I have Mitchell, a 7yo thoroughbred gelding who is 16.1hh and has been off the track for not quite a year yet.. His last start was April 2010.
He has the brains of einstein but the attention span of a 2 year old anamour(very little), he also like to think he is cooler than he is... And by this I mean he thinks he can stand on two legs while having his hooves picked out, among other things which will be added later.

Anyway.... I have had him since december 8th and he has since, bucked me off once. But I know why, and have had a go at fixing it (dairy pasture, I shifted him off it)
I have been lunging him lately as he thinks that "lunge" means run me over on one side of your... Oval... and pull me across the paddock on the other side... But tonight he established that lunging means circle, without pulling me or running me over.

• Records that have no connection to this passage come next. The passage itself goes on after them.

//! Priority scoring: four bounded components summed into a 0-100 score.
//!
//! | Component  | Range | Rule                                                      |
//! |------------|-------|-----------------------------------------------------------|
//! | urgency    | 0-40  | past due: 40; undated: 5; else linear decay over 30 days  |
//! | importance | 0-30  | `importance / 10 * 30`                                    |
//! | effort     | 0-15  | `15 / (1 + hours)`: quick wins score higher               |
//! | dependency | 0-15  | `min(dependents, 5) / 5 * 15`                             |

use chrono::NaiveDate;
use serde::{Deserialize, Serialize};

use crate::task::{TaskRecord, TaskSet};
use crate::time::days_until;

pub const URGENCY_MAX: f64 = 40.0;
pub const IMPORTANCE_MAX: f64 = 30.0;
pub const EFFORT_MAX: f64 = 15.0;
pub const DEPENDENCY_MAX: f64 = 15.0;

/// Tunables for the urgency and dependency components.
///
/// Defaults reproduce the documented formula exactly.
#[derive(Debug, Clone, Copy, PartialEq, Serialize, Deserialize)]
#[serde(default)]
pub struct ScoringPolicy {
    /// Days over which urgency decays from 40 to 0.
    pub urgency_window_days: i64,
    /// Dependents beyond this count add nothing.
    pub dependents_cap: usize,
    /// Urgency for tasks with no due date.
    pub undated_urgency: f64,
}

impl Default for ScoringPolicy {
    fn default() -> Self {
        Self {
            urgency_window_days: 30,
            dependents_cap: 5,
            undated_urgency: 5.0,
        }
    }
}

impl ScoringPolicy {
    /// Copy with every value forced into a range that keeps components bounded.
    pub fn sanitized(self) -> Self {
        let defaults = Self::default();
        let undated_urgency = if self.undated_urgency.is_finite() {
            self.undated_urgency.clamp(0.0, URGENCY_MAX)
        } else {
            defaults.undated_urgency
        };
        Self {
            urgency_window_days: self.urgency_window_days.max(1),
            dependents_cap: self.dependents_cap.max(1),
            undated_urgency,
        }
    }
}

/// Coarse classification used by renderers.
#[derive(Debug, Clone, Copy, PartialEq, Eq, Serialize, Deserialize)]
#[serde(rename_all = "lowercase")]
pub enum PriorityBand {
    High,
    Medium,
    Low,
}

impl PriorityBand {
    pub fn from_score(score: f64) -> Self {
        if score >= 70.0 {
            PriorityBand::High
        } else if score >= 50.0 {
            PriorityBand::Medium
        } else {
            PriorityBand::Low
        }
    }

    pub fn as_str(&self) -> &'static str {
        match self {
            PriorityBand::High => "high",
            PriorityBand::Medium => "medium",
            PriorityBand::Low => "low",
        }
    }
}

/// Per-component result, each value already rounded to 2 decimals.
#[derive(Debug, Clone, PartialEq, Serialize)]
pub struct ScoreBreakdown {
    pub urgency: f64,
    pub importance: f64,
    pub effort: f64,
    pub dependency: f64,
    pub total: f64,

    pub days_until_due: Option<i64>,
    pub importance_rating: u8,
    pub estimated_hours: f64,
    pub dependents: usize,
}

impl ScoreBreakdown {
    /// `urgency: ..; importance: ..; effort: ..; dependency: ..`
    pub fn explanation(&self) -> String {
        let urgency_note = match self.days_until_due {
            None => "no due date".to_string(),
            Some(d) if d < 0 => format!("past due by {} day(s)", -d),
            Some(d) => format!("due in {d} day(s)"),
        };

        [
            format!("urgency: {} ({urgency_note})", decimal(self.urgency)),
            format!(
                "importance: {} (rating {})",
                decimal(self.importance),
                self.importance_rating
            ),
            format!(
                "effort: {} (estimated {} hour(s))",
                decimal(self.effort),
                decimal(self.estimated_hours)
            ),
            format!(
                "dependency: {} ({} dependent(s))",
                decimal(self.dependency),
                self.dependents
            ),
        ]
        .join("; ")
    }
}

/// Whole values keep one decimal place (`15.0`, not `15`).
fn decimal(v: f64) -> String {
    if v.is_finite() && v.fract() == 0.0 && v.abs() < 1e16 {
        format!("{v:.1}")
    } else {
        format!("{v}")
    }
}

pub fn round2(v: f64) -> f64 {
    (v * 100.0).round() / 100.0
}

fn urgency_component(days: Option<i64>, policy: &ScoringPolicy) -> f64 {
    match days {
        None => policy.undated_urgency,
        Some(d) if d < 0 => URGENCY_MAX,
        Some(d) => {
            let window = policy.urgency_window_days as f64;
            ((window - d as f64) / window).max(0.0) * URGENCY_MAX
        }
    }
}

fn importance_component(rating: u8) -> f64 {
    f64::from(rating) / 10.0 * IMPORTANCE_MAX
}

fn effort_component(hours: f64) -> f64 {
    EFFORT_MAX * (1.0 / (1.0 + hours))
}

fn dependency_component(dependents: usize, policy: &ScoringPolicy) -> f64 {
    let cap = policy.dependents_cap;
    dependents.min(cap) as f64 / cap as f64 * DEPENDENCY_MAX
}

/// Score one task given a precomputed dependents count.
pub fn score_breakdown(
    task: &TaskRecord,
    dependents: usize,
    reference_date: NaiveDate,
    policy: &ScoringPolicy,
) -> ScoreBreakdown {
    let policy = policy.sanitized();
    // Records built by hand may bypass the boundary clamps.
    let rating = crate::task::clamp_importance(i64::from(task.importance));
    let hours = crate::task::sanitize_hours(task.estimated_hours);
    let days = task.due_date.map(|due| days_until(reference_date, due));

    let urgency = urgency_component(days, &policy);
    let importance = importance_component(rating);
    let effort = effort_component(hours);
    let dependency = dependency_component(dependents, &policy);

    ScoreBreakdown {
        urgency: round2(urgency),
        importance: round2(importance),
        effort: round2(effort),
        dependency: round2(dependency),
        total: round2(urgency + importance + effort + dependency),
        days_until_due: days,
        importance_rating: rating,
        estimated_hours: hours,
        dependents,
    }
}

/// Number of other tasks in `tasks_by_id` that list `task` as a dependency.
pub fn count_dependents(task: &TaskRecord, tasks_by_id: &TaskSet) -> usize {
    tasks_by_id
        .iter()
        .filter(|other| other.id != task.id)
        .filter(|other| other.dependencies.iter().any(|d| *d == task.id))
        .count()
}

/// Compute `(score, explanation)` for one task against its batch.
pub fn compute_priority_score(
    task: &TaskRecord,
    tasks_by_id: &TaskSet,
    reference_date: NaiveDate,
) -> (f64, String) {
    compute_priority_score_with(task, tasks_by_id, reference_date, &ScoringPolicy::default())
}

pub fn compute_priority_score_with(
    task: &TaskRecord,
    tasks_by_id: &TaskSet,
    reference_date: NaiveDate,
    policy: &ScoringPolicy,
) -> (f64, String) {
    let dependents = count_dependents(task, tasks_by_id);
    let breakdown = score_breakdown(task, dependents, reference_date, policy);
    (breakdown.total, breakdown.explanation())
}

I just need idea's to stop him getting bored while being ridden, as I have noticed that when he gets bored he starts to act up, sometimes worse than others.

As said before, I will ad more info + maybe pictures tomorrow possibly, bed time now.


----------



## dudey (Dec 16, 2010)

HollyBubbles said:


> I will add more to this later(past my bedtime right now:lol, but I will start while I remember.
> 
> I have Mitchell, a 7yo thoroughbred gelding who is 16.1hh and has been off the track for not quite a year yet.. His last start was April 2010.
> He has the brains of einstein but the attention span of a 2 year old anamour(very little), he also like to think he is cooler than he is... And by this I mean he thinks he can stand on two legs while having his hooves picked out, among other things which will be added later.
> ...


 
lots of circles and bending in and out of cones ect, work on lateral work and keep him going stopping and starting keep varying what you are doing to keep him interested,


----------



## MyBoyPuck (Mar 27, 2009)

If you do any dressage, that's your best bet. With a horse like yours, you really need to keep his mind engaged. Dressage, more than any other discipline, seems to keep the horse focused on the rider. When he starts to show signs of short attention span, play the 8 strides game. Every 8 strides, do something different. Leg yield 8, straighten 8, shoulder-fore 8, straighten 8, change gait 8, etc. 

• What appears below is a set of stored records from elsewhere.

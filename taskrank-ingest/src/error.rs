use thiserror::Error;

#[derive(Debug, Error)]
pub enum IngestError {
    #[error("invalid JSON: {0}")]
    Json(#[from] serde_json::Error),

    #[error("expected a JSON array of tasks")]
    NotAnArray,

    #[error("task at index {index} is not an object")]
    NotAnObject { index: usize },

    #[error("csv: {0}")]
    Csv(#[from] csv::Error),

    #[error("io: {0}")]
    Io(#[from] std::io::Error),
}

impl IngestError {
    /// Errors caused by the shape of the caller's input rather than I/O.
    pub fn is_client_error(&self) -> bool {
        matches!(
            self,
            IngestError::Json(_) | IngestError::NotAnArray | IngestError::NotAnObject { .. }
        )
    }
}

Also if you can very things more by jumping a few days a week, go out for a trail ride a few times a week. Anything so he's not doing the same thing on subsequent days.


----------



## NoHorse (Feb 18, 2011)

Also try and do the opposite of what he expects. If you mount on one side, try varying it. If you usually get on and immediately start walking forward, stay still for a second, then turn around and walk. Etc.


----------



## HollyBubbles (Jun 22, 2009)

Right, now I'm home from school I will add more.. 

I live on a big dairy farm which varies from completely flat land to massive hills and ponds, a few foresty areas and a river. I also live in a very quiet area so the roads are usually pretty quiet, although I haven't gotten to the stage of trusting him enough to ride him down the road yet, as our neighbours.... How do I put it..... Drive very wrecklesy(sp?), to put it nicely.

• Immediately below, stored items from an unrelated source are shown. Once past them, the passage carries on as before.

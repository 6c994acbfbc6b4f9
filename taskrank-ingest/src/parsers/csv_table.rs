//! CSV input with a header row.
//!
//! Recognized columns (any order, case-insensitive):
//!   id,title,due_date,estimated_hours,importance,dependencies
//! Dependencies are separated by `;` or `|`. Other columns are kept as
//! string extras.

use std::fs::File;
use std::io::Read;
use std::path::Path;

use serde_json::{Map, Value};
use taskrank_core::TaskRecord;

use crate::error::IngestError;
use crate::fields::record_from_object;

fn split_dependencies(cell: &str) -> Value {
    Value::Array(
        cell.split([';', '|'])
            .map(str::trim)
            .filter(|d| !d.is_empty())
            .map(|d| Value::String(d.to_string()))
            .collect(),
    )
}

/// Parse tasks from a CSV file.
pub fn parse_tasks_csv(path: impl AsRef<Path>) -> Result<Vec<TaskRecord>, IngestError> {
    let file = File::open(path.as_ref())?;
    parse_tasks_csv_reader(file)
}

pub fn parse_tasks_csv_reader<R: Read>(reader: R) -> Result<Vec<TaskRecord>, IngestError> {
    let mut rdr = csv::ReaderBuilder::new()
        .flexible(true)
        .trim(csv::Trim::All)
        .from_reader(reader);

    let headers: Vec<String> = rdr
        .headers()?
        .iter()
        .map(|h| h.trim().to_lowercase())
        .collect();

    let mut tasks = Vec::new();
    for (index, result) in rdr.records().enumerate() {
        let record = result?;

        let mut obj = Map::new();
        for (name, cell) in headers.iter().zip(record.iter()) {
            // Blank cells behave like missing fields.
            if cell.is_empty() {
                continue;
            }
            let value = if name == "dependencies" {
                split_dependencies(cell)
            } else {
                Value::String(cell.to_string())
            };
            obj.insert(name.clone(), value);
        }

        tasks.push(record_from_object(index, &obj));
    }

    Ok(tasks)
}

I'm in the process of trying to desensitise him to random things while i'm not on him (because when he spooks he does so very quickly, and with very big movements) so far he doesn't give a flying whoop about hula hoops etc, but god help me if I wave a butterfly net around him just yet... I figured I would get him used to the net first before I introduce the plastic bags that make scary noises haha.



> lots of circles and bending in and out of cones ect, work on lateral work and keep him going stopping and starting keep varying what you are doing to keep him interested,


I have been doing lots of circles, but I'm working on desentistising him to cones as I have the big "scary" bright orange road cones and every time he see's them we both fly across the paddock with not so much as a second thought... Atleast I know he can leg yield :L.
That's what I was doing the day he threw me off, I think he got fed up with not being able to anticipate me, so he threw in something (a few of them) that I wasn't anticipating at the time... He's now learning you just do not do that.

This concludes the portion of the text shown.